The resulting mask shows a big amount of noise and holes inside the objects, a series of binary morphology operators is applied:
- 3x3 Rectangular Opening: Removal of the majority of the noise
- 45x70 Closing: Execution of holes filling
- 6x6 Opening: Deletion of small blobs due to the remaining noise

In [None]:
ms1 = MorphOpsSet(
    MorphOp(cv2.MORPH_OPEN, (3,3))
)

ms2 = MorphOpsSet(
    MorphOp(cv2.MORPH_OPEN, (3,3)),
    MorphOp(cv2.MORPH_CLOSE, (45,70), cv2.MORPH_ELLIPSE),
)

ms3 = MorphOpsSet(
    MorphOp(cv2.MORPH_OPEN, (3,3)),
    MorphOp(cv2.MORPH_CLOSE, (45,70), cv2.MORPH_ELLIPSE),
    MorphOp(cv2.MORPH_OPEN, (6,6), cv2.MORPH_ELLIPSE),
)

frame1_op1, frame1_op2 = key_frame_1.copy(), key_frame_1.copy()
frame1_op1.apply_morphology_operators(ms1)
frame1_op2.apply_morphology_operators(ms2)
key_frame_1.apply_morphology_operators(ms3)

frame2_op1, frame2_op2 = key_frame_2.copy(), key_frame_2.copy()
frame2_op1.apply_morphology_operators(ms1)
frame2_op2.apply_morphology_operators(ms2)
key_frame_2.apply_morphology_operators(ms3)

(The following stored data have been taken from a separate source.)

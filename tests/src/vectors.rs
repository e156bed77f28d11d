//! Known-answer vectors shared by the integration tests
//!
//! All values are big-endian hex. Affine coordinates of `k*G` were computed
//! independently with plain integer arithmetic.

/// Scalar used by every `k*G` vector
pub const SCALAR: &str = "1d5f3a9b7c2e4f6081a3c5e7092b4d6f8091a2b3c4d5e6f708192a3b4c5d6e7f";

/// Second scalar for `k*G + k2*(2G)`
pub const SCALAR2: &str = "0f1e2d3c4b5a69788796a5b4c3d2e1f00112233445566778899aabbccddeeff";

/// Affine `k*G` on a curve with both coordinates
#[derive(Debug, Clone, Copy)]
pub struct MulVector {
    /// Curve name as reported by the marker
    pub curve: &'static str,
    /// x-coordinate of `2G`
    pub double_x: &'static str,
    /// x-coordinate of `k*G`
    pub x: &'static str,
    /// y-coordinate of `k*G`
    pub y: &'static str,
}

/// NIST P-256
pub const NIST256: MulVector = MulVector {
    curve: "NIST256",
    double_x: "7cf27b188d034f7e8a52380304b51ac3c08969e277f21b35a60b48fc47669978",
    x: "e7da3c00cf4e102e569e28fc1c9554c906cbe7f5c5cca74630aa734d1000705b",
    y: "eeff279c133c11fba35744824ed4e91c0327ef53394535d2a9e98be49692186f",
};

/// BN254 G1
pub const BN254: MulVector = MulVector {
    curve: "BN254",
    double_x: "0948d920900000006e8d1360000000021848400000000004e9c0000000000009",
    x: "056e74ae63a82ab599c8009c768e0a9fe53b66bcf6a9c07d8b6f73f618228759",
    y: "0b718cb4c8abb6443be90bbdc3a93a2619343564e20b099f7ac3673726644928",
};

/// Ed25519
pub const ED25519: MulVector = MulVector {
    curve: "ED25519",
    double_x: "36ab384c9f5a046c3d043b7d1833e7ac080d8e4515d7a45f83c5a14e2843ce0e",
    x: "2fdc990942e1786cf1349fc7224f3634f5d0c0a23ffd0a08e01698907a20db0a",
    y: "53cd06b9c57e37b2b696bedcf34409b5afa3ffdc4efca045f8abe7e3df933eb9",
};

/// Curve25519 x-only: `2*9` and `k*9`
pub const CURVE25519_DOUBLE_X: &str =
    "20d342d51873f1b7d9750c687d1571148f3f5ced1e350b5c5cae469cdd684efb";
/// See [`CURVE25519_DOUBLE_X`]
pub const CURVE25519_X: &str = "28bc3dd220770a4474c86e6d2de588ca310ac16746a4d5f23cdf5558751514f2";

/// P-256 `k*G + k2*(2G)`
pub const NIST256_MUL2: (&str, &str) = (
    "f8f19bc0e1bd7531ac9dc568421ffe59602d86b76336b3787662d4a438422fb8",
    "a0eb259b8ac55258f8c08d75ee79b90cd4d910e3ad8d8696568a4e1a8f6a6707",
);

/// Compressed P-256 generator
pub const NIST256_G_COMPRESSED: &str =
    "036b17d1f2e12c4247f8bce6e563a440f277037d812deb33a0f4a13945d898c296";

/// `e(G2, G1)` on BN254, twelve coefficients in encoding order
pub const BN254_E_G2_G1: [&str; 12] = [
    "0d8a793b0defaef46557b6694e97514cc17a5ef2a410a979113e53d0644f9a5a",
    "1ff35a6f3bd5e17c32b319111480f860b6572335300a6f07eec69fc89a586be7",
    "17224135a9a5fb3989c3f4e890c01ff14c2f25bc365500e6cfa5beacf99c030b",
    "1e3fabd61be8363430f4b6a50ef66f4dbde24fd135bfbbce2e3e515d6f382bd5",
    "02984d9eb6e0fb0e6254c036c9f110c4eda9d0b47873483634e36219ef6d3667",
    "21bb4de1e9efc68028a58dd3b3677400c6a4edbb321a49b2554a3d94af7049ee",
    "11a0963c0701d5089ae418ebe84a5a97b24089c688eb91a931068a7f91db9339",
    "20b7dc228dd3a27f9589fae17d352de2f2a1076ff56eb716026708945f53afcf",
    "221fc0405a912aa6a474d891868725ff1a821017264e02f74021107f3e32775a",
    "1c0c4fae54227be18b16acbc49dda4c3faafe051ea945152ad8a9bb4f5e734df",
    "237331610f44927d30add64ca35c4d4c6dd776bb212d6eb6da29bdbdb95408f2",
    "23bc485aa8a38dfabb7dcb49caed2e12b5b7cdffc35f6e41bdab5df1d54d51d8",
];
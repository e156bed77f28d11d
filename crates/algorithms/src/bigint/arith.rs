//! Single-limb multiply-accumulate

use milagro_params::arch::{Chunk, DChunk, BASEBITS, BMASK, HBITS, HMASK};

/// Compute `x*y + c + *r`, store the low `BASEBITS` bits in `r` and return
/// the rest
#[inline(always)]
pub(crate) fn muladd(x: Chunk, y: Chunk, c: Chunk, r: &mut Chunk) -> Chunk {
    #[cfg(not(feature = "portable-mul"))]
    {
        muladd_wide(x, y, c, r)
    }
    #[cfg(feature = "portable-mul")]
    {
        muladd_split(x, y, c, r)
    }
}

/// Double-width product
#[inline(always)]
pub(crate) fn muladd_wide(x: Chunk, y: Chunk, c: Chunk, r: &mut Chunk) -> Chunk {
    let prod = (x as DChunk) * (y as DChunk) + (c as DChunk) + (*r as DChunk);
    *r = (prod as Chunk) & BMASK;
    (prod >> BASEBITS) as Chunk
}

/// Split-halves product that never leaves the single-width type
///
/// Inputs are below `2^BASEBITS`, so every partial product of two
/// `HBITS`-bit halves fits with room for the carries.
#[inline(always)]
pub(crate) fn muladd_split(x: Chunk, y: Chunk, c: Chunk, r: &mut Chunk) -> Chunk {
    let (x0, x1) = (x & HMASK, x >> HBITS);
    let (y0, y1) = (y & HMASK, y >> HBITS);

    let mut bot = x0 * y0;
    let mut top = x1 * y1;
    let mid = x0 * y1 + x1 * y0;

    bot += (mid & HMASK) << HBITS;
    bot += *r;
    bot += c;
    top += mid >> HBITS;

    let carry = bot >> BASEBITS;
    *r = bot & BMASK;
    top + carry
}
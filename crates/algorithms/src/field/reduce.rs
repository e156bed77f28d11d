//! Modular reduction strategies
//!
//! Each modulus shape gets its own reduction from a double-width product
//! back to a single-width residue. Outputs may exceed `p` by a small
//! multiple; callers track that through [`FieldConfig::excess`].

use core::fmt::Debug;

use milagro_params::arch::{Chunk, DChunk, BASEBITS, BMASK, DNLEN, NEXCESS, NLEN};

use super::config::FieldConfig;
use crate::bigint::{muladd, Big, DBig};

/// Reduction of double-width products modulo a [`FieldConfig`] prime
pub trait ModularReduction:
    'static + Copy + Clone + Debug + Default + Send + Sync + PartialEq + Eq
{
    /// Short name for logs
    const KIND: &'static str;

    /// Reduce a product below `p * 2^BIGBITS` to a single width
    fn reduce<F: FieldConfig>(d: &mut DBig) -> Big;

    /// Map a plain integer below `p` into the internal representation
    fn nres<F: FieldConfig>(a: &Big) -> Big;

    /// Map an internal residue back to a plain integer
    fn redc<F: FieldConfig>(a: &Big) -> Big;
}

/// `p = 2^MODBITS - c` for small `c`
///
/// Elements are stored as plain integers.
#[derive(Clone, Copy, Debug, Default, PartialEq, Eq)]
pub struct PseudoMersenne;

/// `p = c * 2^(BASEBITS*(NLEN-1)) - 1`, so `-1/p = 1 mod 2^BASEBITS`
///
/// Elements are stored in Montgomery form with `R = 2^BIGBITS`.
#[derive(Clone, Copy, Debug, Default, PartialEq, Eq)]
pub struct MontgomeryFriendly;

/// Arbitrary odd `p`, reduced with Montgomery's REDC
///
/// Elements are stored in Montgomery form with `R = 2^BIGBITS`.
#[derive(Clone, Copy, Debug, Default, PartialEq, Eq)]
pub struct GenericMontgomery;

impl ModularReduction for PseudoMersenne {
    const KIND: &'static str = "pseudo-mersenne";

    fn reduce<F: FieldConfig>(d: &mut DBig) -> Big {
        let (mut t, b) = d.split(F::MODBITS);

        if F::MCONST < NEXCESS {
            t.imul(F::MCONST);
            t.norm();
            let tw = t.w[NLEN - 1];
            t.w[NLEN - 1] &= F::TMASK;
            t.w[0] += F::MCONST * (tw >> F::TBITS);
        } else {
            let v = t.pmul(F::MCONST);
            let tw = t.w[NLEN - 1];
            t.w[NLEN - 1] &= F::TMASK;
            t.w[0] += F::MCONST * ((tw >> F::TBITS) + (v << (BASEBITS - F::TBITS)));
        }
        t.add(&b);
        t.norm();
        t
    }

    #[inline]
    fn nres<F: FieldConfig>(a: &Big) -> Big {
        *a
    }

    #[inline]
    fn redc<F: FieldConfig>(a: &Big) -> Big {
        *a
    }
}

impl ModularReduction for MontgomeryFriendly {
    const KIND: &'static str = "montgomery-friendly";

    fn reduce<F: FieldConfig>(d: &mut DBig) -> Big {
        for i in 0..NLEN {
            let di = d.w[i];
            let top = muladd(di, F::MCONST - 1, di, &mut d.w[NLEN + i - 1]);
            d.w[NLEN + i] += top;
        }
        let mut a = d.top_half();
        a.norm();
        a
    }

    fn nres<F: FieldConfig>(a: &Big) -> Big {
        let mut d = Big::mul(a, &F::R2MODP);
        Self::reduce::<F>(&mut d)
    }

    fn redc<F: FieldConfig>(a: &Big) -> Big {
        let mut d = DBig::from_big(a);
        Self::reduce::<F>(&mut d)
    }
}

impl GenericMontgomery {
    /// Column-wise REDC over double-width accumulators
    pub(crate) fn reduce_comba<F: FieldConfig>(d: &mut DBig) -> Big {
        let md = F::MODULUS.w;
        let d = &mut d.w;

        let mut sum = d[0] as DChunk;
        for j in 0..NLEN {
            for i in 0..j {
                sum += (d[i] as DChunk) * (md[j - i] as DChunk);
            }
            let sp = (sum as Chunk).wrapping_mul(F::MCONST) & BMASK;
            d[j] = sp;
            sum += (sp as DChunk) * (md[0] as DChunk);
            sum = (d[j + 1] as DChunk) + (sum >> BASEBITS);
        }

        for j in NLEN..DNLEN - 2 {
            for i in j - NLEN + 1..NLEN {
                sum += (d[i] as DChunk) * (md[j - i] as DChunk);
            }
            d[j] = (sum as Chunk) & BMASK;
            sum = (d[j + 1] as DChunk) + (sum >> BASEBITS);
        }

        sum += (d[NLEN - 1] as DChunk) * (md[NLEN - 1] as DChunk);
        d[DNLEN - 2] = (sum as Chunk) & BMASK;
        sum = (d[DNLEN - 1] as DChunk) + (sum >> BASEBITS);
        d[DNLEN - 1] = (sum as Chunk) & BMASK;

        let mut a = Big::new();
        a.w.copy_from_slice(&d[NLEN..]);
        a.norm();
        a
    }

    /// Row-wise REDC through [`muladd`]
    pub(crate) fn reduce_rows<F: FieldConfig>(d: &mut DBig) -> Big {
        let md = F::MODULUS.w;
        for i in 0..NLEN {
            let m = F::MCONST.wrapping_mul(d.w[i]) & BMASK;
            let mut carry = 0;
            for j in 0..NLEN {
                carry = muladd(m, md[j], carry, &mut d.w[i + j]);
            }
            d.w[NLEN + i] += carry;
        }
        let mut a = d.top_half();
        a.norm();
        a
    }
}

impl ModularReduction for GenericMontgomery {
    const KIND: &'static str = "montgomery";

    #[inline]
    fn reduce<F: FieldConfig>(d: &mut DBig) -> Big {
        #[cfg(not(feature = "portable-mul"))]
        {
            Self::reduce_comba::<F>(d)
        }
        #[cfg(feature = "portable-mul")]
        {
            Self::reduce_rows::<F>(d)
        }
    }

    fn nres<F: FieldConfig>(a: &Big) -> Big {
        let mut d = Big::mul(a, &F::R2MODP);
        Self::reduce::<F>(&mut d)
    }

    fn redc<F: FieldConfig>(a: &Big) -> Big {
        let mut d = DBig::from_big(a);
        Self::reduce::<F>(&mut d)
    }
}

frame3_op1, frame3_op2 = key_frame_3.copy(), key_frame_3.copy()
frame3_op1.apply_morphology_operators(ms1)
frame3_op2.apply_morphology_operators(ms2)
key_frame_3.apply_morphology_operators(ms3)

subplot_images([
    {
        'object': frame1_op1,
        'key': 'mask_refined',
        'title': 'Operation'
    },
    {
        'object': frame1_op2,
        'key': 'mask_refined',
        'title': 'Operation'
    },
    {
        'object': key_frame_1,
        'key': 'mask_refined',
        'title': 'Operation'
    }
])

subplot_images([
    {
        'object': frame2_op1,
        'key': 'mask_refined',
        'title': 'Operation'
    },
    {
        'object': frame2_op2,
        'key': 'mask_refined',
        'title': 'Operation'
    },
    {
        'object': key_frame_2,
        'key': 'mask_refined',
        'title': 'Operation'
    }
])

subplot_images([
    {
        'object': frame3_op1,
        'key': 'mask_refined',
        'title': 'Operation'
    },
    {
        'object': frame3_op2,
        'key': 'mask_refined',
        'title': 'Operation'
    },
    {
        'object': key_frame_3,
        'key': 'mask_refined',
        'title': 'Operation'
    }
])

## 4. Blob Analysis

### 4.1. Blob Labeling

The labeling of the obtained image is performed using the `cv2.connectedComponents` function.

In [None]:
key_frame_1.apply_blob_labeling()
key_frame_2.apply_blob_labeling()
key_frame_3.apply_blob_labeling()

subplot_images([
    {
        'object': key_frame_1,
        'key': 'blobs_labeled',
        'title': "",
    },
    {
        'object': key_frame_2,
        'key': 'blobs_labeled',
        'title': "",
    },
    {
        'object': key_frame_3,
        'key': 'blobs_labeled',
        'title': "",
    },
])

### 4.2. Selected Features

The meaningful features considered are:
- Area
- Perimeter
- Barycentre

### 4.3. Label Remapping
It is necessary to keep continuity between the blob labeling in subsequential frames, therefore, a dissimilarity function is computed to seek for correspondances between the current and previous blobs.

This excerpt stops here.